Since threads share one memory space,
this cannot be achieved with regular variables.
Thread-specific data is the POSIX threads answer to this need.
.P
Each thread possesses a private memory block,
the thread-specific data area,
or TSD area for short.
This area is indexed by TSD keys.
The TSD area associates values of type
.I void\ *
to TSD keys.
TSD keys are common to all threads,
but the value associated with a given TSD key
can be different in each thread.
.P
For concreteness,
the TSD areas can be viewed as arrays of
.I void\ *
pointers,
TSD keys as integer indices into these arrays,
and the value of a TSD key
as the value of the corresponding array element in the calling thread.
.P
When a thread is created,
its TSD area initially associates NULL with all keys.
.P
.BR pthread_key_create ()
allocates a new TSD key.
The key is stored in the location pointed to by
.IR key .
There is a limit of
.B PTHREAD_KEYS_MAX
on the number of keys allocated at a given time.
The value initially associated with the returned key
is NULL in all currently executing threads.
.P
The
.I destr_function
argument,
if not NULL,
specifies a destructor function associated with the key.

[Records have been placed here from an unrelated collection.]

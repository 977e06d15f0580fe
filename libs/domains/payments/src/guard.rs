//! Idempotency guard.
//!
//! A claim is a Redis key `processed:{order_id}` set with `NX` and a 24 hour
//! expiry. The key is never deleted; it simply ages out. Its presence means
//! another delivery of the same order got there first, its absence proves
//! nothing, and the unique constraint on `payment_events.order_id` remains the
//! authority.

use async_trait::async_trait;
use redis::aio::ConnectionManager;
use std::time::Duration;
use tracing::{debug, warn};

/// How long a claim blocks redeliveries of the same order
pub const CLAIM_TTL: Duration = Duration::from_secs(86_400);

/// Redis key holding the claim for `order_id`
pub fn lock_key(order_id: &str) -> String {
    format!("processed:{}", order_id)
}

#[cfg_attr(test, mockall::automock)]
#[async_trait]
pub trait IdempotencyGuard: Send + Sync {
    /// Atomically claim `order_id`. Exactly one concurrent caller sees `true`.
    async fn claim(&self, order_id: &str) -> bool;
}

/// Guard backed by `SET key 1 NX EX ttl`.
///
/// Fails open: when Redis cannot be reached the claim is granted with a
/// warning, so an outage degrades to database-level deduplication instead of
/// stalling the queue.
#[derive(Clone)]
pub struct RedisIdempotencyGuard {
    conn: ConnectionManager,
    ttl: Duration,
}

impl RedisIdempotencyGuard {
    pub fn new(conn: ConnectionManager) -> Self {
        Self {
            conn,
            ttl: CLAIM_TTL,
        }
    }

    pub fn with_ttl(mut self, ttl: Duration) -> Self {
        self.ttl = ttl;
        self
    }
}

#[async_trait]
impl IdempotencyGuard for RedisIdempotencyGuard {
    async fn claim(&self, order_id: &str) -> bool {
        let key = lock_key(order_id);
        let mut conn = self.conn.clone();

        // SET NX answers OK when the key was written and nil when it already existed
        let result: redis::RedisResult<Option<String>> = redis::cmd("SET")
            .arg(&key)
            .arg("1")
            .arg("NX")
            .arg("EX")
            .arg(self.ttl.as_secs().max(1))
            .query_async(&mut conn)
            .await;

        match result {
            Ok(Some(_)) => {
                debug!(order_id = %order_id, "Claimed order");
                true
            }
            Ok(None) => false,
            Err(e) => {
                warn!(
                    order_id = %order_id,
                    error = %e,
                    "Idempotency store unavailable, proceeding without claim"
                );
                true
            }
        }
    }
}
//! Drives the HTTP router in-process with `tower::ServiceExt::oneshot`.

use axum::body::{to_bytes, Body};
use axum::http::{header, Request, StatusCode};
use axum::Router;
use serde_json::Value;
use tower::ServiceExt;

use factsheet::app::create_app;
use factsheet::config::{FactsheetConfig, FactsheetSchema};
use factsheet::models::ChartOptions;
use factsheet::state::AppState;

const BOUNDARY: &str = "factsheet-test-boundary";
const MONTHLY_CSV: &[u8] = b"Month,Portfolio Performance,Holdings\nJan,1.5,A\nFeb,2.3,B\nMar,3.8,C\n";

fn app(schema: FactsheetSchema) -> Router {
    let config = FactsheetConfig {
        schema,
        line_chart: ChartOptions { width: 4.0, height: 2.0, dpi: 60 },
        pie_chart: ChartOptions { width: 3.0, height: 3.0, dpi: 60 },
        ..FactsheetConfig::default()
    };
    create_app(AppState::new(config, 10 * 1024 * 1024))
}

/// (field name, file name, content type, bytes)
fn multipart(parts: &[(&str, &str, &str, &[u8])]) -> Vec<u8> {
    let mut body = Vec::new();
    for (name, file_name, content_type, bytes) in parts {
        body.extend_from_slice(format!("--{}\r\n", BOUNDARY).as_bytes());
        body.extend_from_slice(
            format!(
                "Content-Disposition: form-data; name=\"{}\"; filename=\"{}\"\r\n",
                name, file_name
            )
            .as_bytes(),
        );
        body.extend_from_slice(format!("Content-Type: {}\r\n\r\n", content_type).as_bytes());
        body.extend_from_slice(bytes);
        body.extend_from_slice(b"\r\n");
    }
    body.extend_from_slice(format!("--{}--\r\n", BOUNDARY).as_bytes());
    body
}

fn upload_request(uri: &str, parts: &[(&str, &str, &str, &[u8])]) -> Request<Body> {
    Request::builder()
        .method("POST")
        .uri(uri)
        .header(
            header::CONTENT_TYPE,
            format!("multipart/form-data; boundary={}", BOUNDARY),
        )
        .body(Body::from(multipart(parts)))
        .unwrap()
}

async fn body_bytes(response: axum::response::Response) -> Vec<u8> {
    to_bytes(response.into_body(), usize::MAX).await.unwrap().to_vec()
}

#[tokio::test]
async fn health_reports_ok() {
    let response = app(FactsheetSchema::wide())
        .oneshot(Request::get("/health").body(Body::empty()).unwrap())
        .await
        .unwrap();

    assert_eq!(response.status(), StatusCode::OK);
    let body: Value = serde_json::from_slice(&body_bytes(response).await).unwrap();
    assert_eq!(body["status"], "ok");
}

#[tokio::test]
async fn index_serves_upload_page() {
    let response = app(FactsheetSchema::wide())
        .oneshot(Request::get("/").body(Body::empty()).unwrap())
        .await
        .unwrap();

    assert_eq!(response.status(), StatusCode::OK);
    let html = String::from_utf8(body_bytes(response).await).unwrap();
    assert!(html.contains("/api/factsheet/template"));
}

#[tokio::test]
async fn template_download_is_a_csv_attachment() {
    let first = app(FactsheetSchema::wide())
        .oneshot(Request::get("/api/factsheet/template").body(Body::empty()).unwrap())
        .await
        .unwrap();

    assert_eq!(first.status(), StatusCode::OK);
    assert_eq!(first.headers()[header::CONTENT_TYPE], "text/csv");
    assert_eq!(
        first.headers()[header::CONTENT_DISPOSITION],
        "attachment; filename=\"factsheet_template.csv\""
    );
    let first = body_bytes(first).await;
    assert!(first.starts_with(b"Fund Name,"));

    let second = app(FactsheetSchema::wide())
        .oneshot(Request::get("/api/factsheet/template").body(Body::empty()).unwrap())
        .await
        .unwrap();
    assert_eq!(body_bytes(second).await, first);
}

#[tokio::test]
async fn generate_returns_pdf_attachment() {
    let request = upload_request(
        "/api/factsheet",
        &[("file", "fund.csv", "text/csv", MONTHLY_CSV)],
    );
    let response = app(FactsheetSchema::monthly()).oneshot(request).await.unwrap();

    assert_eq!(response.status(), StatusCode::OK);
    assert_eq!(response.headers()[header::CONTENT_TYPE], "application/pdf");
    assert_eq!(
        response.headers()[header::CONTENT_DISPOSITION],
        "attachment; filename=\"factsheet.pdf\""
    );
    assert!(body_bytes(response).await.starts_with(b"%PDF-"));
}

#[tokio::test]
async fn generate_accepts_empty_logo_field() {
    let request = upload_request(
        "/api/factsheet",
        &[
            ("file", "fund.csv", "text/csv", MONTHLY_CSV),
            ("logo", "", "application/octet-stream", b""),
        ],
    );
    let response = app(FactsheetSchema::monthly()).oneshot(request).await.unwrap();
    assert_eq!(response.status(), StatusCode::OK);
}

#[tokio::test]
async fn template_upload_round_trips_over_http() {
    let template = body_bytes(
        app(FactsheetSchema::wide())
            .oneshot(Request::get("/api/factsheet/template").body(Body::empty()).unwrap())
            .await
            .unwrap(),
    )
    .await;

    let request = upload_request(
        "/api/factsheet",
        &[("file", "factsheet_template.csv", "text/csv", &template)],
    );
    let response = app(FactsheetSchema::wide()).oneshot(request).await.unwrap();
    assert_eq!(response.status(), StatusCode::OK);
    assert!(body_bytes(response).await.starts_with(b"%PDF-"));
}

#[tokio::test]
async fn missing_columns_return_error_message_instead_of_pdf() {
    let request = upload_request(
        "/api/factsheet",
        &[("file", "fund.csv", "text/csv", b"Month,Holdings\nJan,A\n")],
    );
    let response = app(FactsheetSchema::monthly()).oneshot(request).await.unwrap();

    assert_eq!(response.status(), StatusCode::UNPROCESSABLE_ENTITY);
    assert_eq!(response.headers()[header::CONTENT_TYPE], "application/json");
    let body: Value = serde_json::from_slice(&body_bytes(response).await).unwrap();
    assert_eq!(body["step"], "validation");
    assert_eq!(body["missing_columns"], serde_json::json!(["Portfolio Performance"]));
    assert!(body["message"].as_str().unwrap().contains("Portfolio Performance"));
}

#[tokio::test]
async fn upload_without_file_is_rejected() {
    let request = upload_request(
        "/api/factsheet",
        &[("logo", "logo.png", "image/png", b"\x89PNG")],
    );
    let response = app(FactsheetSchema::monthly()).oneshot(request).await.unwrap();

    assert_eq!(response.status(), StatusCode::BAD_REQUEST);
    let body: Value = serde_json::from_slice(&body_bytes(response).await).unwrap();
    assert_eq!(body["step"], "upload");
}

#[tokio::test]
async fn preview_returns_table_and_chart() {
    let request = upload_request(
        "/api/factsheet/preview",
        &[("file", "fund.csv", "text/csv", MONTHLY_CSV)],
    );
    let response = app(FactsheetSchema::monthly()).oneshot(request).await.unwrap();

    assert_eq!(response.status(), StatusCode::OK);
    let body: Value = serde_json::from_slice(&body_bytes(response).await).unwrap();
    assert_eq!(body["table"]["headers"][0], "Month");
    assert_eq!(body["table"]["rows"].as_array().unwrap().len(), 3);
    assert_eq!(body["input"]["holdings"], serde_json::json!(["A", "B", "C"]));
    assert!(body["performance_chart"].as_str().unwrap().len() > 100);
    assert!(body["sector_chart"].is_null());
    assert_eq!(body["has_logo"], false);
}
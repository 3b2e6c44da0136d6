use anyhow::Context;
use tokio::net::TcpListener;
use tracing::info;

use factsheet::app;
use factsheet::config::{FactsheetConfig, ServerConfig};
use factsheet::logging::{init_logging, LoggingConfig};
use factsheet::services::fonts::chart_fonts_available;
use factsheet::state::AppState;

#[tokio::main]
async fn main() -> anyhow::Result<()> {
    dotenvy::dotenv().ok();

    // Initialize logging FIRST
    init_logging(LoggingConfig::from_env())?;

    let server = ServerConfig::from_env()
        .map_err(anyhow::Error::msg)
        .context("Invalid server configuration")?;
    let config = FactsheetConfig::from_env()
        .map_err(anyhow::Error::msg)
        .context("Invalid factsheet configuration")?;

    info!(
        "🧾 Factsheet layout {:?}, required columns: {}",
        config.schema.layout,
        config.schema.required_columns.join(", ")
    );

    // Scans system fonts once so the first request does not pay for it.
    tokio::task::spawn_blocking(chart_fonts_available).await?;

    let state = AppState::new(config, server.max_upload_bytes);
    let app = app::create_app(state);

    let listener = TcpListener::bind(server.addr)
        .await
        .with_context(|| format!("Failed to bind {}", server.addr))?;
    info!("🚀 Factsheet backend running at http://{}/", server.addr);
    axum::serve(listener, app).await?;

    Ok(())
}
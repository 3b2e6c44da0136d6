//! System font discovery shared by the chart renderer and the PDF composer.

use std::sync::OnceLock;

use plotters::style::FontStyle;
use tracing::{info, warn};

/// Family name chart text is drawn with.
pub const CHART_FONT_FAMILY: &str = "sans-serif";

/// Raw bytes of one face, kept for the life of the process.
#[derive(Debug, Clone, Copy)]
pub struct FontFace {
    pub bytes: &'static [u8],
    /// Face index inside a font collection.
    pub index: usize,
}

#[derive(Debug)]
pub struct SystemFonts {
    pub family: String,
    pub regular: FontFace,
    pub bold: Option<FontFace>,
}

static SYSTEM_FONTS: OnceLock<Option<SystemFonts>> = OnceLock::new();
static CHART_FONT_READY: OnceLock<bool> = OnceLock::new();

/// The sans-serif faces found on this host, looked up once.
pub fn system_fonts() -> Option<&'static SystemFonts> {
    SYSTEM_FONTS.get_or_init(load_system_fonts).as_ref()
}

/// Registers the system faces for chart text the first time it is called.
/// Returns `false` when the host has no usable font, in which case charts
/// are drawn without text.
pub fn chart_fonts_available() -> bool {
    *CHART_FONT_READY.get_or_init(|| {
        let Some(fonts) = system_fonts() else {
            warn!("⚠️ No system font found; charts will be rendered without labels");
            return false;
        };

        let bold = fonts.bold.unwrap_or(fonts.regular);
        let registered = plotters::style::register_font(CHART_FONT_FAMILY, FontStyle::Normal, fonts.regular.bytes)
            .is_ok()
            && plotters::style::register_font(CHART_FONT_FAMILY, FontStyle::Bold, bold.bytes).is_ok();

        if registered {
            info!("🔤 Chart text uses system font '{}'", fonts.family);
        } else {
            warn!(
                "⚠️ System font '{}' could not be parsed; charts will be rendered without labels",
                fonts.family
            );
        }
        registered
    })
}

fn load_system_fonts() -> Option<SystemFonts> {
    let mut db = fontdb::Database::new();
    db.load_system_fonts();

    let id = db
        .query(&fontdb::Query {
            families: &[fontdb::Family::SansSerif],
            ..fontdb::Query::default()
        })
        .or_else(|| {
            db.faces()
                .find(|face| face.families.iter().any(|(name, _)| name.contains("Sans")))
                .map(|face| face.id)
        })
        .or_else(|| db.faces().next().map(|face| face.id))?;

    let family = db
        .face(id)
        .and_then(|face| face.families.first().map(|(name, _)| name.clone()))
        .unwrap_or_default();
    let regular = leak_face(&db, id)?;

    let bold = db
        .query(&fontdb::Query {
            families: &[fontdb::Family::Name(&family)],
            weight: fontdb::Weight::BOLD,
            ..fontdb::Query::default()
        })
        .filter(|bold_id| *bold_id != id)
        .filter(|bold_id| db.face(*bold_id).map_or(false, |face| face.weight >= fontdb::Weight::SEMIBOLD))
        .and_then(|bold_id| leak_face(&db, bold_id));

    Some(SystemFonts { family, regular, bold })
}

fn leak_face(db: &fontdb::Database, id: fontdb::ID) -> Option<FontFace> {
    let (bytes, index) = db.with_face_data(id, |data, index| (data.to_vec(), index as usize))?;
    Some(FontFace {
        bytes: Box::leak(bytes.into_boxed_slice()),
        index,
    })
}
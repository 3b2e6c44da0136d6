use csv::ReaderBuilder;
use tracing::debug;

use crate::errors::FactsheetError;
use crate::models::Table;

/// Parses an uploaded comma-delimited file into a [`Table`].
///
/// Ragged rows, invalid UTF-8, a missing header and a file without data rows
/// all fail with [`FactsheetError::Parse`].
pub fn load_table(bytes: &[u8]) -> Result<Table, FactsheetError> {
    let bytes = bytes.strip_prefix(b"\xEF\xBB\xBF").unwrap_or(bytes);

    let mut reader = ReaderBuilder::new()
        .has_headers(true)
        .flexible(false)
        .from_reader(bytes);

    let headers: Vec<String> = reader
        .headers()
        .map_err(|e| FactsheetError::Parse(describe_csv_error(&e)))?
        .iter()
        .map(|h| h.trim().to_string())
        .collect();

    if headers.iter().all(|h| h.is_empty()) {
        return Err(FactsheetError::Parse("the file has no header row".to_string()));
    }

    let mut rows = Vec::new();
    for result in reader.records() {
        let record = result.map_err(|e| FactsheetError::Parse(describe_csv_error(&e)))?;
        if record.iter().all(|cell| cell.trim().is_empty()) {
            continue;
        }
        rows.push(record.iter().map(|cell| cell.trim().to_string()).collect());
    }

    if rows.is_empty() {
        return Err(FactsheetError::Parse("the file has a header but no data rows".to_string()));
    }

    debug!("Loaded table with {} columns and {} rows", headers.len(), rows.len());
    Ok(Table::new(headers, rows))
}

/// Checks that every required column is present. The error lists exactly
/// the absent ones, in the order they were required.
pub fn validate_columns(table: &Table, required: &[String]) -> Result<(), FactsheetError> {
    let missing: Vec<String> = required
        .iter()
        .filter(|column| !table.has_column(column))
        .cloned()
        .collect();

    if missing.is_empty() {
        Ok(())
    } else {
        Err(FactsheetError::MissingColumns(missing))
    }
}

/// Checks that every required column has a value in the first data row.
pub fn validate_required_values(table: &Table, required: &[String]) -> Result<(), FactsheetError> {
    let empty: Vec<String> = required
        .iter()
        .filter(|column| table.cell(0, column).map_or(true, |v| v.trim().is_empty()))
        .cloned()
        .collect();

    if empty.is_empty() {
        Ok(())
    } else {
        Err(FactsheetError::EmptyFields(empty))
    }
}

fn describe_csv_error(err: &csv::Error) -> String {
    match err.kind() {
        csv::ErrorKind::UnequalLengths { pos, expected_len, len } => {
            let line = pos.as_ref().map(|p| p.line()).unwrap_or_default();
            format!(
                "line {} has {} fields but the header has {}",
                line, len, expected_len
            )
        }
        csv::ErrorKind::Utf8 { pos, .. } => {
            let line = pos.as_ref().map(|p| p.line()).unwrap_or_default();
            format!("line {} is not valid UTF-8 text", line)
        }
        _ => err.to_string(),
    }
}

#[cfg(test)]
mod tests {
    use super::*;

    #[test]
    fn test_load_table_reads_headers_and_rows() {
        let table = load_table(b"Month,Portfolio Performance\nJan,1.5\nFeb, 2.3 \n").unwrap();
        assert_eq!(table.headers, vec!["Month", "Portfolio Performance"]);
        assert_eq!(table.rows, vec![vec!["Jan", "1.5"], vec!["Feb", "2.3"]]);
    }

    #[test]
    fn test_load_table_strips_bom_and_blank_lines() {
        let table = load_table(b"\xEF\xBB\xBFMonth,Value\nJan,1\n,\n").unwrap();
        assert_eq!(table.headers[0], "Month");
        assert_eq!(table.row_count(), 1);
    }

    #[test]
    fn test_load_table_rejects_ragged_rows() {
        let err = load_table(b"Month,Value\nJan,1,extra\n").unwrap_err();
        match err {
            FactsheetError::Parse(msg) => assert!(msg.contains("3 fields"), "{}", msg),
            other => panic!("unexpected error: {:?}", other),
        }
    }

    #[test]
    fn test_load_table_rejects_header_only_and_empty_files() {
        assert!(matches!(load_table(b"Month,Value\n"), Err(FactsheetError::Parse(_))));
        assert!(matches!(load_table(b""), Err(FactsheetError::Parse(_))));
    }

    #[test]
    fn test_load_table_rejects_invalid_utf8() {
        let err = load_table(b"Month,Value\nJan,\xFF\xFE\n").unwrap_err();
        assert!(matches!(err, FactsheetError::Parse(_)));
    }

    #[test]
    fn test_validate_columns_lists_exactly_the_missing_ones() {
        let table = load_table(b"Month,Holdings\nJan,A\n").unwrap();
        let required = vec![
            "Month".to_string(),
            "Portfolio Performance".to_string(),
            "Holdings".to_string(),
            "Fund Name".to_string(),
        ];
        let err = validate_columns(&table, &required).unwrap_err();
        assert_eq!(
            err,
            FactsheetError::MissingColumns(vec![
                "Portfolio Performance".to_string(),
                "Fund Name".to_string()
            ])
        );
    }

    #[test]
    fn test_validate_required_values() {
        let table = load_table(b"Fund Name,Fund Objective\nMSM,\n").unwrap();
        let required = vec!["Fund Name".to_string(), "Fund Objective".to_string()];
        assert!(validate_columns(&table, &required).is_ok());
        assert_eq!(
            validate_required_values(&table, &required).unwrap_err(),
            FactsheetError::EmptyFields(vec!["Fund Objective".to_string()])
        );
    }
}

When a thread terminates via
.BR pthread_exit ()
or by cancelation,
.I destr_function
is called with arguments
the value associated with the key in that thread.
The
.I destr_function
is not called if that value is NULL.
The order in which destructor functions are called at thread termination time
is unspecified.
.P
Before the destructor function is called,
the NULL value is associated with the key in the current thread.
A destructor function might,
however,
re-associate non-NULL values to that key or some other key.
To deal with this,
if after all the destructors have been called
for all non-NULL values,
there are still some non-NULL values with associated destructors,
then the process is repeated.
The glibc implementation stops the process
after
.B PTHREAD_DESTRUCTOR_ITERATIONS
iterations,
even if some non-NULL values with associated descriptors remain.
Other implementations may loop indefinitely.
.P
.BR pthread_key_delete ()
deallocates a TSD key.
It does not check
whether non-NULL values are associated with that key
in the currently executing threads,
nor call the destructor function associated with the key.
.P
.BR pthread_setspecific ()
changes the value
associated with
.I key
in the calling thread,
storing the given
.I pointer
instead.
.P
.BR pthread_getspecific ()
returns the value
currently associated with
.I key
in the calling thread.
.
.
.SH "RETURN VALUE"
.BR pthread_key_create (),
.BR pthread_key_delete (),
and
.BR pthread_setspecific ()
return 0 on success and a non-zero error code on failure.
If successful,
.BR pthread_key_create ()
stores the newly allocated key
in the location pointed to by its
.I key
argument.
.P
.BR pthread_getspecific ()
returns
the value associated with
.I key
on success,
and NULL on error.
.
.
.SH ERRORS
.BR pthread_key_create ()
returns the following error code on error:
.RS
.TP
.B EAGAIN
.B PTHREAD_KEYS_MAX
keys are already allocated.
.RE
.P
.BR pthread_key_delete ()
and
.BR pthread_setspecific ()
return
the following error code on error:
.RS
.TP
.B EINVAL
.I key
is not a valid, allocated TSD key.
.RE
.P
.BR pthread_getspecific ()
returns NULL if
.I key
is not a valid,
allocated TSD key.
.
.
.SH "SEE ALSO"
pthread_create(3), pthread_exit(3), pthread_testcancel(3).
.
.
.SH EXAMPLE
The following code fragment
allocates a thread-specific array of 100 characters,
with automatic reclamation at thread exit:
.P
.RS
.ft 3
.nf
.sp
/* Key for the thread-specific buffer */
static pthread_key_t buffer_key;
\&
/* Once-only initialisation of the key */
static pthread_once_t buffer_key_once = PTHREAD_ONCE_INIT;
\&
/* Allocate the thread-specific buffer */
void buffer_alloc(void)
{
pthread_once(&buffer_key_once, buffer_key_alloc);
pthread_setspecific(buffer_key, malloc(100));
}
\&
/* Return the thread-specific buffer */
char * get_buffer(void)
{
return (char *) pthread_getspecific(buffer_key);
}
\&
/* Allocate the key */
static void buffer_key_alloc()
{
pthread_key_create(&buffer_key, buffer_destroy);
}
\&
/* Free the thread-specific buffer */
static void buffer_destroy(void * buf)
{
free(buf);
}
.ft
.RE
.fi
|